We report here the prevalence of cervical neoplasia and of HPV types in a Colombian high-risk population.

The estimated overall prevalence of HPV was 16.5%. Among women with normal cytology it was 14.9%, while in LSIL it was 55.7%. Under the premise that HPV is a necessary cause of cervical cancer, we should expect that all true pre-neoplastic lesions contain HPV DNA. Thus, the 44.3% of HPV-negative LSIL could represent errors of diagnosis (false LSIL diagnosis), low sensitivity of the HPV assay or both. Considering that the PCR-based assays used in this study have shown excellent performance in previous investigations, the possibility of a misdiagnosis of LSIL is more likely. In line with this possibility is the fact that the prevalence of LSIL in this Colombian population (3.5%) was higher than the one reported in another high-risk population in Costa Rica (2.2%) using more strict diagnostic criteria (Herrero et al, 2000). The HPV DNA prevalence among women with normal cytology (14.9%) is similar to that reported from other high-risk populations in Mexico (14.5%) (Lazcano et al, 2001) and in previous studies carried out in Cali, Colombia (13%) (Muñoz et al, 1996a).

To assess the determinants of LSIL we carried out a three-armed case–control analysis in which all LSIL cases (HPV-positive or HPV-negative) were compared with a control group of normal cytology, independently of HPV status. Then LSIL HPV-positive cases were compared with two control groups: one composed by HPV-negative women with normal cytology and a second one of HPV-positive women with normal cytology.

Surprisingly, no association with the number of sexual partners was observed when LSIL cases were compared with HPV negative controls and a reduced risk of LSIL was associated with oral contraceptive (OC) use. These findings are in contrast to the risk factors for HPV DNA detection identified in women with normal cytology from the same study population. Molano et al (2002) have previously reported that both number of sexual partners and OC use were associated with an increased risk of HPV DNA detection in Colombian women with normal cytology. Our inconsistent results concerning number of sexual partners might be explained by the importance and the difficulty in assessing the role of male sexual behaviour in determining the risk of cervical neoplasia, as evidenced in previous studies in Colombia (Muñoz et al, 1996b).
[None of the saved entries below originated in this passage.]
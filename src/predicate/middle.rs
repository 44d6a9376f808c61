use crate::digits::{Digit, Sequence};

/// The digit or digits sitting at the centre of a sequence
#[derive(Debug, Clone, Copy, PartialEq, Eq)]
pub enum MiddleDigits {
    /// Odd length: the centre digit and its 0-based index
    Single { index: usize, digit: Digit },
    /// Even length: the two digits either side of the centre
    Pair { left: Digit, right: Digit },
}

impl MiddleDigits {
    /// Odd lengths need the centre digit to be `3`; even lengths need
    /// either of the two centre digits to be `3`.
    pub fn satisfied(self) -> bool {
        match self {
            MiddleDigits::Single { digit, .. } => digit == Digit::THREE,
            MiddleDigits::Pair { left, right } => left == Digit::THREE || right == Digit::THREE,
        }
    }
}

/// `None` for the empty sequence
pub fn middle_digits(seq: &Sequence) -> Option<MiddleDigits> {
    let n = seq.len();
    if n == 0 {
        return None;
    }

    let mid = n / 2;
    if n % 2 == 1 {
        Some(MiddleDigits::Single {
            index: mid,
            digit: seq.get(mid)?,
        })
    } else {
        Some(MiddleDigits::Pair {
            left: seq.get(mid - 1)?,
            right: seq.get(mid)?,
        })
    }
}

/// Checks the middle-digit rule at the sequence's current length
pub fn middle_digit_valid(seq: &Sequence) -> bool {
    middle_digits(seq).is_some_and(MiddleDigits::satisfied)
}
//! Owned, read-only copies of grid state.
//!
//! A [`GridSnapshot`] captures everything a renderer draws and everything a
//! replay check compares: terrain per slot, every actor in z-order with its
//! locations, pixel position and life state, plus the RNG state. Two runs
//! that are frame-for-frame identical produce equal snapshots.

use glam::Vec2;
use serde::{Deserialize, Serialize};

use crate::actor::{Actor, ActorId, ActorTag, Life};
use crate::cell::{Cell, CellKind};
use crate::location::{Direction, Location};

/// One terrain slot.
#[derive(Debug, Clone, Copy, PartialEq, Serialize, Deserialize)]
pub struct CellSnapshot {
    /// Terrain kind.
    pub kind: CellKind,
    /// Displayed frame.
    pub frame: usize,
    /// Whether a transform is scheduled.
    pub transforming: bool,
}

impl From<&Cell> for CellSnapshot {
    fn from(cell: &Cell) -> Self {
        Self {
            kind: cell.kind(),
            frame: cell.component().current_frame(),
            transforming: cell.pending().is_some(),
        }
    }
}

/// One actor.
#[derive(Debug, Clone, PartialEq, Serialize, Deserialize)]
pub struct ActorSnapshot {
    /// Handle in the grid.
    pub id: ActorId,
    /// Kind.
    pub tag: ActorTag,
    /// Logical location.
    pub head: Location,
    /// Visual location.
    pub trailing: Location,
    /// Pixel position.
    pub position: Vec2,
    /// Facing.
    pub heading: Direction,
    /// Life state.
    pub life: Life,
    /// Render opacity.
    pub opacity: f32,
    /// Displayed frame.
    pub frame: usize,
}

impl ActorSnapshot {
    /// Captures `actor` under `id`.
    #[must_use]
    pub fn capture(id: ActorId, actor: &Actor) -> Self {
        let component = actor.component();
        Self {
            id,
            tag: actor.tag(),
            head: component.head(),
            trailing: component.trailing(),
            position: component.position(),
            heading: actor.heading(),
            life: actor.life(),
            opacity: component.opacity(),
            frame: component.current_frame(),
        }
    }
}

/// Complete picture of a grid after some frame.
#[derive(Debug, Clone, PartialEq, Serialize, Deserialize)]
pub struct GridSnapshot {
    /// Last frame passed to `update_frame`.
    pub frame: u64,
    /// Number of rows.
    pub rows: i32,
    /// Number of columns.
    pub columns: i32,
    /// Terrain, row-major.
    pub cells: Vec<Option<CellSnapshot>>,
    /// Actors in z-order.
    pub actors: Vec<ActorSnapshot>,
    /// RNG state.
    pub rng_state: u64,
    /// Whether the player reached an exit.
    pub level_complete: bool,
}

impl GridSnapshot {
    /// Terrain at `location`, if in bounds and occupied.
    #[must_use]
    pub fn cell(&self, location: Location) -> Option<&CellSnapshot> {
        if !location.is_valid() || location.row >= self.rows || location.column >= self.columns {
            return None;
        }
        let index = usize::try_from(location.row * self.columns + location.column).ok()?;
        self.cells.get(index)?.as_ref()
    }

    /// Actors whose head is at `location`, in z-order.
    pub fn actors_at(&self, location: Location) -> impl Iterator<Item = &ActorSnapshot> + '_ {
        self.actors
            .iter()
            .filter(move |actor| location.is_valid() && actor.head == location)
    }

    /// Renders the terrain and actors as text, one line per row.
    ///
    /// The top actor of each slot wins; otherwise the terrain is shown.
    #[must_use]
    pub fn to_ascii(&self) -> String {
        let mut out = String::new();
        for row in 0..self.rows {
            for column in 0..self.columns {
                let location = Location::new(row, column);
                let glyph = self
                    .actors_at(location)
                    .last()
                    .map(|actor| actor_glyph(actor.tag))
                    .or_else(|| self.cell(location).map(|cell| cell_glyph(cell.kind)))
                    .unwrap_or(' ');
                out.push(glyph);
            }
            out.push('\n');
        }
        out
    }
}

const fn actor_glyph(tag: ActorTag) -> char {
    match tag {
        ActorTag::Player => '@',
        ActorTag::Block => 'B',
        ActorTag::Roamer => 'r',
        ActorTag::Bouncer => 'b',
        ActorTag::Projectile => '*',
        ActorTag::Item => '$',
        ActorTag::Factory => 'F',
    }
}

const fn cell_glyph(kind: CellKind) -> char {
    match kind {
        CellKind::Floor => '.',
        CellKind::Wall => '#',
        CellKind::Water => '~',
        CellKind::Fire => '^',
        CellKind::Dirt => ',',
        CellKind::Door { .. } => 'D',
        CellKind::Exit => 'E',
    }
}

#[cfg(test)]
mod tests {
    use super::*;

    fn tiny() -> GridSnapshot {
        GridSnapshot {
            frame: 0,
            rows: 1,
            columns: 3,
            cells: vec![
                Some(CellSnapshot {
                    kind: CellKind::Wall,
                    frame: 0,
                    transforming: false,
                }),
                Some(CellSnapshot {
                    kind: CellKind::Floor,
                    frame: 0,
                    transforming: false,
                }),
                None,
            ],
            actors: vec![ActorSnapshot {
                id: ActorId::new(0),
                tag: ActorTag::Player,
                head: Location::new(0, 1),
                trailing: Location::new(0, 1),
                position: Vec2::new(32.0, 0.0),
                heading: Direction::South,
                life: Life::default(),
                opacity: 1.0,
                frame: 0,
            }],
            rng_state: 0,
            level_complete: false,
        }
    }

    #[test]
    fn ascii_shows_top_actor_over_terrain() {
        assert_eq!(tiny().to_ascii(), "#@ \n");
    }

    #[test]
    fn cell_lookup_is_bounds_checked() {
        let snapshot = tiny();
        assert!(snapshot.cell(Location::new(0, 0)).is_some());
        assert!(snapshot.cell(Location::new(0, 2)).is_none());
        assert!(snapshot.cell(Location::new(1, 0)).is_none());
    }

    #[test]
    fn serialization_roundtrip() {
        let snapshot = tiny();
        let json = serde_json::to_string(&snapshot).unwrap();
        let back: GridSnapshot = serde_json::from_str(&json).unwrap();
        assert_eq!(back, snapshot);
    }
}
In relation to OC use, our results are in line with those reported by Schiffman et al (1993) in a US population, that found a non-significantly reduced risk of CIN lesions among HPV-positive women associated with OC use, but not with those of a recent report by Moscicki et al (2001). They found that OC use had a protective effect for incident HPV infection, but it was not a risk factor for incident LSIL.

In contrast to our results, tobacco smoking has been identified as a risk factor for LSIL in other populations. For example, Krüger-Kjær et al (1998) found a positive association with smoking for both LSIL and HSIL among HPV-positive women in Denmark. Moscicki et al (2001) also identified smoking as a risk factor for LSIL in a cohort study of young US women.

Although our study was limited, for the small number of cases, it indicates that with the possible exception of OC, we were unable to identify any other important co-factor for the development of LSIL. An additional major limitation of our study, as well as of the vast majority of the studies of LSIL is the inaccuracy of the cytological diagnosis of LSIL. We have attempted to circumvent this limitation by restricting the analysis to HPV-positive-LSIL, but this considerably limited the power of our study.

On the other hand, studies aimed to assess cofactors for HSIL and cervical cancer have identified parity, smoking and long-term OC use as important cofactors that modulate the risk of progression from HPV infection or LSIL to HSIL and cervical cancer (Deacon et al, 2000; Hildesheim et al, 2001; Lacey et al, 2001; Moreno et al, 2002; Muñoz et al, 2002).